Not everyone hates meetings as much as they claim. Steven Rogelberg, professor of organizational science at the University of North Carolina at Charlotte, has studied feelings about meetings.

He argues that face-to-face meetings are typically effective — even if they have yet to realize their full potential. “You could have an hour-long meeting, and people could believe that they got something done, but they also believe that they could have got that done in a half an hour. It’s not that people see it as a complete waste of time; it’s that they haven’t maximized the time.”

Part of the problem, says Prof. Rogelberg, is that everyone believes they have an innate ability to lead a meeting. “I generally believe that individual effectiveness in meetings is a blind spot. If you look at organizational systems — performance-appraisal systems, feedback systems, employee surveys — there is nothing about meetings. As a result, people don’t have the awareness and they don’t have the ability to make positive change.”
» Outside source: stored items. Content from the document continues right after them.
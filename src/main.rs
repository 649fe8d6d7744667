use std::io;
use std::process;

use clap::Parser;
use colored::Colorize;
use ordtree::cli::Cli;
use ordtree::error::MenuResult;
use ordtree::exitcode;
use ordtree::menu::{Command, Session};
use ordtree::OrderedTree;
use tracing::info;
use tracing::level_filters::LevelFilter;
use tracing_subscriber::layer::SubscriberExt;
use tracing_subscriber::util::SubscriberInitExt;
use tracing_subscriber::{fmt, Layer};

fn main() {
    let cli = Cli::parse();

    setup_logging(cli.debug);

    let code = match run(&cli) {
        Ok(()) => exitcode::OK,
        Err(e) => {
            eprintln!("{}", format!("Error: {}", e).red());
            e.exit_code()
        }
    };
    process::exit(code);
}

fn run(cli: &Cli) -> MenuResult<()> {
    let tree: OrderedTree = cli.keys.iter().copied().collect();
    info!(keys = tree.len(), "starting session");

    let stdin = io::stdin();
    let stdout = io::stdout();
    let mut session = Session::new(tree, stdin.lock(), stdout.lock()).quiet(cli.quiet);
    session.run()?;

    if let Some(order) = cli.dump {
        session.execute(Command::Traverse(order))?;
    }
    info!(keys = session.tree().len(), "session ended");
    Ok(())
}

fn setup_logging(verbosity: u8) {
    let filter = match verbosity {
        0 => LevelFilter::WARN,
        1 => LevelFilter::INFO,
        2 => LevelFilter::DEBUG,
        3 => LevelFilter::TRACE,
        _ => {
            eprintln!("Don't be crazy, max is -d -d -d");
            LevelFilter::TRACE
        }
    };

    // Logs go to stderr so they never interleave with the menu on stdout.
    let fmt_layer = fmt::layer()
        .with_writer(io::stderr)
        .with_target(true)
        .with_thread_names(false)
        .with_filter(filter);

    tracing_subscriber::registry().with(fmt_layer).init();

    match filter {
        LevelFilter::INFO => tracing::info!("Debug mode: info"),
        LevelFilter::DEBUG => tracing::debug!("Debug mode: debug"),
        LevelFilter::TRACE => tracing::debug!("Debug mode: trace"),
        _ => {}
    }
}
Mr. Godin recommends four simple guidelines to more effective meetings:

1. All participants should be clear on the purpose of the meeting.

2. Only the necessary people should be present.

3. Streamline the process through pre-circulated agendas, an effective facilitator, timing guidelines and by distributing materials in advance by e-mail.

4. Enter the meeting with some sense of the desired outcome and leave with a concrete action plan.

Andrew concedes that meetings do sometimes help him do his job better, but says a strong leader is necessary to avoid the pitfalls of the collective brain.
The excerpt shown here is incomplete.